> [PROBLEM STATEMENT]: From the records below, transcribe only the lines running from the one with "d.suitable_setting == Some(YesNo::No)" through the one with "let mut missing = Vec::new();". Keep both of those end lines.
• • • •
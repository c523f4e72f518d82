use serde::Serialize;

use super::consultation::Consultation;

/// A required binary answer on the response form.
#[derive(Debug, Clone, Copy, PartialEq, Eq)]
pub enum YesNo {
    Yes,
    No,
}

impl YesNo {
    pub fn as_str(&self) -> &'static str {
        match self {
            Self::Yes => "Yes",
            Self::No => "No",
        }
    }

    pub fn from_str(s: &str) -> Option<Self> {
        match s {
            "Yes" => Some(Self::Yes),
            "No" => Some(Self::No),
            _ => None,
        }
    }
}

/// Fields of the consultation response form.
#[derive(Debug, Clone, Copy, PartialEq, Eq)]
pub enum ResponseField {
    SuitableSetting,
    SuitableReasoning,
    AttendanceIncompatible,
    AttendanceReasoning,
    ProposedStartDate,
    BandingOrFunding,
    AdditionalInfo,
    ResponderName,
    ResponderRole,
}

impl ResponseField {
    pub fn label(&self) -> &'static str {
        match self {
            Self::SuitableSetting => "Is your setting suitable",
            Self::SuitableReasoning => "Reasoning (setting not suitable)",
            Self::AttendanceIncompatible => "Attendance incompatible",
            Self::AttendanceReasoning => "Reasoning (attendance incompatible)",
            Self::ProposedStartDate => "Proposed start date",
            Self::BandingOrFunding => "Banding / funding requested",
            Self::AdditionalInfo => "Additional info",
            Self::ResponderName => "Your name",
            Self::ResponderRole => "Your role",
        }
    }
}

/// Transient state of the consultation response form.
#[derive(Debug, Clone, Default, PartialEq, Eq)]
pub struct ResponseDraft {
    pub suitable_setting: Option<YesNo>,
    pub suitable_reasoning: String,
    pub attendance_incompatible: Option<YesNo>,
    pub attendance_reasoning: String,
    pub proposed_start_date: String,
    pub banding_or_funding: String,
    pub additional_info: String,
    pub responder_name: String,
    pub responder_role: String,
}

fn always(_: &ResponseDraft) -> bool {
    true
}

fn setting_unsuitable(d: &ResponseDraft) -> bool {
    d.suitable_setting == Some(YesNo::No)
}

fn attendance_flagged(d: &ResponseDraft) -> bool {
    d.attendance_incompatible == Some(YesNo::Yes)
}

fn placement_offered(d: &ResponseDraft) -> bool {
    d.suitable_setting == Some(YesNo::Yes) && d.attendance_incompatible == Some(YesNo::No)
}

/// Conditional requirements as (guard, required fields) pairs. A field is
/// required whenever its guard holds for the current draft.
static REQUIRED_FIELD_RULES: &[(fn(&ResponseDraft) -> bool, &[ResponseField])] = &[
    (
        always,
        &[
            ResponseField::SuitableSetting,
            ResponseField::AttendanceIncompatible,
            ResponseField::ResponderName,
            ResponseField::ResponderRole,
        ],
    ),
    (setting_unsuitable, &[ResponseField::SuitableReasoning]),
    (attendance_flagged, &[ResponseField::AttendanceReasoning]),
    (
        placement_offered,
        &[
            ResponseField::ProposedStartDate,
            ResponseField::BandingOrFunding,
            ResponseField::AdditionalInfo,
        ],
    ),
];

impl ResponseDraft {
    /// Current text of a field; unset binary choices read as blank.
    fn field_text(&self, field: ResponseField) -> &str {
        match field {
            ResponseField::SuitableSetting => {
                self.suitable_setting.map(|c| c.as_str()).unwrap_or("")
            }
            ResponseField::AttendanceIncompatible => {
                self.attendance_incompatible.map(|c| c.as_str()).unwrap_or("")
            }
            ResponseField::SuitableReasoning => &self.suitable_reasoning,
            ResponseField::AttendanceReasoning => &self.attendance_reasoning,
            ResponseField::ProposedStartDate => &self.proposed_start_date,
            ResponseField::BandingOrFunding => &self.banding_or_funding,
            ResponseField::AdditionalInfo => &self.additional_info,
            ResponseField::ResponderName => &self.responder_name,
            ResponseField::ResponderRole => &self.responder_role,
        }
    }

    /// Required fields currently blank, in rule order.
    pub fn missing_fields(&self) -> Vec<ResponseField> {
        let mut missing = Vec::new();
        for (guard, fields) in REQUIRED_FIELD_RULES {
            if !guard(self) {
                continue;
            }
            for &field in *fields {
                if self.field_text(field).trim().is_empty() && !missing.contains(&field) {
                    missing.push(field);
                }
            }
        }
        missing
    }

    pub fn is_complete(&self) -> bool {
        self.missing_fields().is_empty()
    }

    pub fn reset(&mut self) {
        *self = Self::default();
    }

    /// Assemble the flow payload. Conditional fields are carried only when
    /// their guard holds; everything blank becomes an explicit null.
    pub fn build_payload(&self, consultation: &Consultation) -> ResponsePayload {
        let gated = |on: bool, value: &str| {
            if on { opt_string(value) } else { None }
        };
        ResponsePayload {
            suitable_setting: self.suitable_setting.map(|c| c.as_str().to_string()),
            suitable_reasoning: gated(setting_unsuitable(self), &self.suitable_reasoning),
            attendance_incompatible: self.attendance_incompatible.map(|c| c.as_str().to_string()),
            attendance_reasoning: gated(attendance_flagged(self), &self.attendance_reasoning),
            proposed_start_date: gated(placement_offered(self), &self.proposed_start_date),
            banding_or_funding: gated(placement_offered(self), &self.banding_or_funding),
            additional_info: gated(placement_offered(self), &self.additional_info),
            responder_name: opt_string(&self.responder_name),
            responder_role: opt_string(&self.responder_role),
            consultation: Some(ConsultationSnapshot::from(consultation)),
        }
    }
}

fn opt_string(s: &str) -> Option<String> {
    if s.is_empty() { None } else { Some(s.to_string()) }
}

/// `CONSULTATION_RESPONSE` envelope body.
#[derive(Debug, Clone, Serialize)]
#[serde(rename_all = "camelCase")]
pub struct ResponsePayload {
    pub suitable_setting: Option<String>,
    pub suitable_reasoning: Option<String>,
    pub attendance_incompatible: Option<String>,
    pub attendance_reasoning: Option<String>,
    pub proposed_start_date: Option<String>,
    pub banding_or_funding: Option<String>,
    pub additional_info: Option<String>,
    pub responder_name: Option<String>,
    pub responder_role: Option<String>,
    pub consultation: Option<ConsultationSnapshot>,
}

/// Snapshot of the consultation the response concerns, embedded in the
/// payload so the flow needs no lookup.
#[derive(Debug, Clone, Serialize)]
#[serde(rename_all = "camelCase")]
pub struct ConsultationSnapshot {
    pub id: Option<String>,
    pub impulse_id: Option<String>,
    pub forename: Option<String>,
    pub surname: Option<String>,
    pub setting_name: Option<String>,
    pub id_consult: Option<String>,
    pub phase_id: Option<String>,
    pub due_date: Option<String>,
}

impl From<&Consultation> for ConsultationSnapshot {
    fn from(c: &Consultation) -> Self {
        Self {
            id: opt_string(&c.id),
            impulse_id: opt_string(&c.impulse_id),
            forename: opt_string(&c.forename),
            surname: opt_string(&c.surname),
            setting_name: opt_string(&c.setting_name),
            id_consult: opt_string(&c.id_consult),
            phase_id: opt_string(&c.phase_id),
            due_date: opt_string(&c.due_date),
        }
    }
}

#[cfg(test)]
mod tests {
    use super::*;

    fn filled_identity(draft: &mut ResponseDraft) {
        draft.responder_name = "A. Head".to_string();
        draft.responder_role = "SENCO".to_string();
    }

    fn consultation() -> Consultation {
        Consultation {
            id: "c1".to_string(),
            impulse_id: "IMP1".to_string(),
            forename: "Sam".to_string(),
            surname: "Taylor".to_string(),
            setting_name: "Hillcrest".to_string(),
            id_consult: "900".to_string(),
            phase_id: String::new(),
            due_date: "2024-06-01".to_string(),
        }
    }

    #[test]
    fn empty_draft_is_incomplete() {
        assert!(!ResponseDraft::default().is_complete());
    }

    #[test]
    fn unset_choice_invalidates_regardless_of_other_fields() {
        let mut draft = ResponseDraft::default();
        filled_identity(&mut draft);
        draft.attendance_incompatible = Some(YesNo::No);
        assert!(!draft.is_complete());
        assert!(draft.missing_fields().contains(&ResponseField::SuitableSetting));
    }

    #[test]
    fn unsuitable_setting_requires_reasoning() {
        let mut draft = ResponseDraft::default();
        filled_identity(&mut draft);
        draft.suitable_setting = Some(YesNo::No);
        draft.attendance_incompatible = Some(YesNo::No);
        assert!(!draft.is_complete());

        draft.suitable_reasoning = "No capacity in year group".to_string();
        assert!(draft.is_complete());
    }

    #[test]
    fn incompatible_attendance_requires_reasoning() {
        let mut draft = ResponseDraft::default();
        filled_identity(&mut draft);
        draft.suitable_setting = Some(YesNo::No);
        draft.suitable_reasoning = "x".to_string();
        draft.attendance_incompatible = Some(YesNo::Yes);
        assert!(!draft.is_complete());

        draft.attendance_reasoning = "Disruption to existing class".to_string();
        assert!(draft.is_complete());
    }

    #[test]
    fn placement_branch_requires_all_three_fields() {
        let mut draft = ResponseDraft::default();
        filled_identity(&mut draft);
        draft.suitable_setting = Some(YesNo::Yes);
        draft.attendance_incompatible = Some(YesNo::No);
        draft.proposed_start_date = "2024-09-01".to_string();
        draft.banding_or_funding = "Band C".to_string();
        assert!(!draft.is_complete());

        draft.additional_info = "Part-time start agreed".to_string();
        assert!(draft.is_complete());
    }

    #[test]
    fn whitespace_only_fields_count_as_blank() {
        let mut draft = ResponseDraft::default();
        draft.suitable_setting = Some(YesNo::Yes);
        draft.attendance_incompatible = Some(YesNo::Yes);
        draft.attendance_reasoning = "reason".to_string();
        draft.responder_name = "   ".to_string();
        draft.responder_role = "SENCO".to_string();
        assert!(draft.missing_fields().contains(&ResponseField::ResponderName));
    }

    #[test]
    fn payload_gates_conditional_fields() {
        let mut draft = ResponseDraft::default();
        filled_identity(&mut draft);
        draft.suitable_setting = Some(YesNo::Yes);
        draft.attendance_incompatible = Some(YesNo::No);
        draft.proposed_start_date = "2024-09-01".to_string();
        draft.banding_or_funding = "Band C".to_string();
        draft.additional_info = "AM sessions only".to_string();
        // Entered but not required in this branch: must not be sent.
        draft.suitable_reasoning = "stale text".to_string();

        let payload = draft.build_payload(&consultation());
        assert_eq!(payload.suitable_setting.as_deref(), Some("Yes"));
        assert_eq!(payload.suitable_reasoning, None);
        assert_eq!(payload.attendance_reasoning, None);
        assert_eq!(payload.proposed_start_date.as_deref(), Some("2024-09-01"));
        assert_eq!(payload.banding_or_funding.as_deref(), Some("Band C"));
        assert_eq!(payload.additional_info.as_deref(), Some("AM sessions only"));
        let snapshot = payload.consultation.unwrap();
        assert_eq!(snapshot.impulse_id.as_deref(), Some("IMP1"));
        assert_eq!(snapshot.phase_id, None);
    }

    #[test]
    fn payload_omits_placement_outside_offer_branch() {
        let mut draft = ResponseDraft::default();
        filled_identity(&mut draft);
        draft.suitable_setting = Some(YesNo::No);
        draft.suitable_reasoning = "Full".to_string();
        draft.attendance_incompatible = Some(YesNo::No);
        draft.proposed_start_date = "2024-09-01".to_string();

        let payload = draft.build_payload(&consultation());
        assert_eq!(payload.suitable_reasoning.as_deref(), Some("Full"));
        assert_eq!(payload.proposed_start_date, None);
        assert_eq!(payload.banding_or_funding, None);
        assert_eq!(payload.additional_info, None);
    }
}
• • • •
> [WORKED SOLUTION]:
    d.suitable_setting == Some(YesNo::No)
}

fn attendance_flagged(d: &ResponseDraft) -> bool {
    d.attendance_incompatible == Some(YesNo::Yes)
}

fn placement_offered(d: &ResponseDraft) -> bool {
    d.suitable_setting == Some(YesNo::Yes) && d.attendance_incompatible == Some(YesNo::No)
}

/// Conditional requirements as (guard, required fields) pairs. A field is
/// required whenever its guard holds for the current draft.
static REQUIRED_FIELD_RULES: &[(fn(&ResponseDraft) -> bool, &[ResponseField])] = &[
    (
        always,
        &[
            ResponseField::SuitableSetting,
            ResponseField::AttendanceIncompatible,
            ResponseField::ResponderName,
            ResponseField::ResponderRole,
        ],
    ),
    (setting_unsuitable, &[ResponseField::SuitableReasoning]),
    (attendance_flagged, &[ResponseField::AttendanceReasoning]),
    (
        placement_offered,
        &[
            ResponseField::ProposedStartDate,
            ResponseField::BandingOrFunding,
            ResponseField::AdditionalInfo,
        ],
    ),
];

impl ResponseDraft {
    /// Current text of a field; unset binary choices read as blank.
    fn field_text(&self, field: ResponseField) -> &str {
        match field {
            ResponseField::SuitableSetting => {
                self.suitable_setting.map(|c| c.as_str()).unwrap_or("")
            }
            ResponseField::AttendanceIncompatible => {
                self.attendance_incompatible.map(|c| c.as_str()).unwrap_or("")
            }
            ResponseField::SuitableReasoning => &self.suitable_reasoning,
            ResponseField::AttendanceReasoning => &self.attendance_reasoning,
            ResponseField::ProposedStartDate => &self.proposed_start_date,
            ResponseField::BandingOrFunding => &self.banding_or_funding,
            ResponseField::AdditionalInfo => &self.additional_info,
            ResponseField::ResponderName => &self.responder_name,
            ResponseField::ResponderRole => &self.responder_role,
        }
    }

    /// Required fields currently blank, in rule order.
    pub fn missing_fields(&self) -> Vec<ResponseField> {
        let mut missing = Vec::new();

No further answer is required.